Parents Presenting A Unified Front
Children need parents who at least appear to agree on rules, consequences, and parenting decisions. Even when parents have separate thoughts on these decisions and are miles apart on a compromise, they must present a unified front.
This does not mean that parents will or should always agree on all issues. It does mean they will discuss differences in private and preferably ahead of time. This keeps parents looking like a strong front is exactly as it should be to succeed at parenting.
When kids believe they can separate the parents on issues, they begin to see possibilities of conquering you two and defeating parental goals. This idea must be avoided or the kids succeed. If they do, I can almost guarantee, you will have problems as a couple.
Best prevention is to decide issues early on, even before kids enter the picture. Certainly, before the problem is likely to arise. That means do not wait until your kids are teens to decide how you will handle curfews, dating, and teen sexuality.

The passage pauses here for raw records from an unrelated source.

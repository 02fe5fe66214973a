//! Device configuration document.
//!
//! The whole configuration is one JSON document: the advertised link name,
//! the telemetry interval and the sensor table.  It is loaded once at boot
//! by [`ConfigStore`](crate::store::ConfigStore) and rewritten in full after
//! every accepted change.
//!
//! Two update shapes exist and they intentionally differ:
//!
//! - [`Config::merged`]: shallow top-level merge.  A `"sensors"` key in the
//!   patch replaces the whole sensor table.
//! - [`Config::with_sensors`]: per-sensor upsert.  Sensors not named in the
//!   update are kept.

use heapless::FnvIndexMap;
use serde::{Deserialize, Serialize};
use serde_json::{Map, Value};

use crate::error::ConfigError;

/// Maximum number of configured sensors (power of two, heapless index map).
pub const MAX_SENSORS: usize = 16;

/// Longest link name that fits the 31-byte advertising payload next to the
/// flags field and the name field header.
pub const MAX_LINK_NAME_LEN: usize = 26;

/// Largest serialized (pretty) configuration document.  Matches the NVS
/// blob limit so anything accepted also loads on the next boot.
pub const MAX_CONFIG_BYTES: usize = 4000;

pub const MIN_TELEMETRY_INTERVAL_MS: u32 = 100;
pub const MAX_TELEMETRY_INTERVAL_MS: u32 = 3_600_000;

/// Telemetry record keys owned by the firmware; sensors may not use them.
pub const RESERVED_FIELDS: [&str; 2] = ["firmware", "_id"];

pub const DEFAULT_LINK_NAME: &str = "Lass Mich";
pub const DEFAULT_TELEMETRY_INTERVAL_MS: u32 = 5000;

/// Keyword arguments handed to a reader function.
pub type Kwargs = Map<String, Value>;

/// Insertion-ordered sensor table.
pub type SensorMap = FnvIndexMap<String, SensorDescriptor, MAX_SENSORS>;

/// One configured sensor: which reader to call and with what arguments.
///
/// `reader_id` is resolved only when the sensor is polled.
#[derive(Debug, Clone, PartialEq, Eq, Serialize, Deserialize)]
pub struct SensorDescriptor {
    #[serde(default)]
    pub name: String,
    pub reader_id: String,
    #[serde(default)]
    pub kwargs: Kwargs,
}

impl SensorDescriptor {
    pub fn new(name: &str, reader_id: &str) -> Self {
        Self {
            name: name.into(),
            reader_id: reader_id.into(),
            kwargs: Kwargs::new(),
        }
    }

    pub fn with_kwarg(mut self, key: &str, value: impl Into<Value>) -> Self {
        self.kwargs.insert(key.into(), value.into());
        self
    }
}

/// The persisted configuration.
#[derive(Debug, Clone, PartialEq, Eq, Serialize, Deserialize)]
#[serde(default)]
pub struct Config {
    /// Complete local name put in the advertising payload.
    pub link_name: String,
    /// Period of the telemetry timer while a peer is connected.
    pub telemetry_interval_ms: u32,
    /// Sensors polled on every telemetry cycle, in insertion order.
    pub sensors: SensorMap,
    /// Top-level keys this firmware does not interpret.  Kept so a peer can
    /// store its own settings on the device.
    #[serde(flatten)]
    pub extra: Map<String, Value>,
}

impl Default for Config {
    fn default() -> Self {
        let mut sensors = SensorMap::new();
        // Capacity is MAX_SENSORS; the first insert cannot fail.
        let _ = sensors.insert("random".into(), SensorDescriptor::new("random", "random"));
        Self {
            link_name: DEFAULT_LINK_NAME.into(),
            telemetry_interval_ms: DEFAULT_TELEMETRY_INTERVAL_MS,
            sensors,
            extra: Map::new(),
        }
    }
}

impl Config {
    /// Shallow merge: every top-level key in `patch` overwrites the current
    /// value, every other key is left alone.  The result is validated; on
    /// error `self` is untouched because a new value is returned.
    pub fn merged(&self, patch: &Map<String, Value>) -> Result<Config, ConfigError> {
        let mut doc = match serde_json::to_value(self) {
            Ok(Value::Object(map)) => map,
            Ok(_) => return Err(ConfigError::Malformed("config is not an object".into())),
            Err(e) => return Err(ConfigError::Malformed(e.to_string())),
        };
        for (key, value) in patch {
            doc.insert(key.clone(), value.clone());
        }

        let mut next: Config = serde_json::from_value(Value::Object(doc))
            .map_err(|e| ConfigError::Malformed(e.to_string()))?;
        next.normalize_sensor_names();
        validate(&next)?;
        Ok(next)
    }

    /// Per-key upsert into the sensor table.  Existing sensors keep their
    /// position; new ones are appended.
    pub fn with_sensors(&self, upserts: &SensorMap) -> Result<Config, ConfigError> {
        let mut next = self.clone();
        for (name, descriptor) in upserts {
            let mut descriptor = descriptor.clone();
            descriptor.name.clone_from(name);
            next.sensors
                .insert(name.clone(), descriptor)
                .map_err(|_| ConfigError::TooManySensors)?;
        }
        validate(&next)?;
        Ok(next)
    }

    /// The table key is authoritative for a sensor's name.
    fn normalize_sensor_names(&mut self) {
        for (key, descriptor) in self.sensors.iter_mut() {
            if descriptor.name != *key {
                if !descriptor.name.is_empty() {
                    log::warn!(
                        "CFG: sensor '{}' declared name '{}', using table key",
                        key,
                        descriptor.name
                    );
                }
                descriptor.name.clone_from(key);
            }
        }
    }
}

/// Range-check a configuration before it is accepted.
pub fn validate(cfg: &Config) -> Result<(), ConfigError> {
    if cfg.link_name.is_empty() || cfg.link_name.len() > MAX_LINK_NAME_LEN {
        return Err(ConfigError::ValidationFailed(format!(
            "link_name must be 1-{MAX_LINK_NAME_LEN} bytes"
        )));
    }
    if cfg.link_name.chars().any(char::is_control) {
        return Err(ConfigError::ValidationFailed(
            "link_name must not contain control characters".into(),
        ));
    }
    if !(MIN_TELEMETRY_INTERVAL_MS..=MAX_TELEMETRY_INTERVAL_MS)
        .contains(&cfg.telemetry_interval_ms)
    {
        return Err(ConfigError::ValidationFailed(format!(
            "telemetry_interval_ms must be {MIN_TELEMETRY_INTERVAL_MS}-{MAX_TELEMETRY_INTERVAL_MS}"
        )));
    }
    for (name, descriptor) in &cfg.sensors {
        if name.is_empty() {
            return Err(ConfigError::ValidationFailed("sensor name must not be empty".into()));
        }
        if RESERVED_FIELDS.contains(&name.as_str()) {
            return Err(ConfigError::ValidationFailed(format!(
                "sensor name '{name}' is reserved"
            )));
        }
        if descriptor.reader_id.is_empty() {
            return Err(ConfigError::ValidationFailed(format!(
                "sensor '{name}' has an empty reader_id"
            )));
        }
    }
    let size = serde_json::to_vec_pretty(cfg)
        .map_err(|e| ConfigError::Malformed(e.to_string()))?
        .len();
    if size > MAX_CONFIG_BYTES {
        return Err(ConfigError::ValidationFailed(format!(
            "config document is {size} bytes, limit is {MAX_CONFIG_BYTES}"
        )));
    }
    Ok(())
}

If parents know where they stand on issues and how they will handle typical teen problems, they will have a much smoother sailing through those
adolescent periods that drive most parents insane.
Kids by nature will pit one parent against the other when they want something. They will usually go to the easiest parent, the one who is most lenient, first and then enlist their help in gaining permission from the stricter parent. This is a method old as time and still works in some households. Thwart this in yours.
When you can stand together as parents and say, "No" it is much easier. Kids also soon learn where they stand and this can alleviate some confrontations.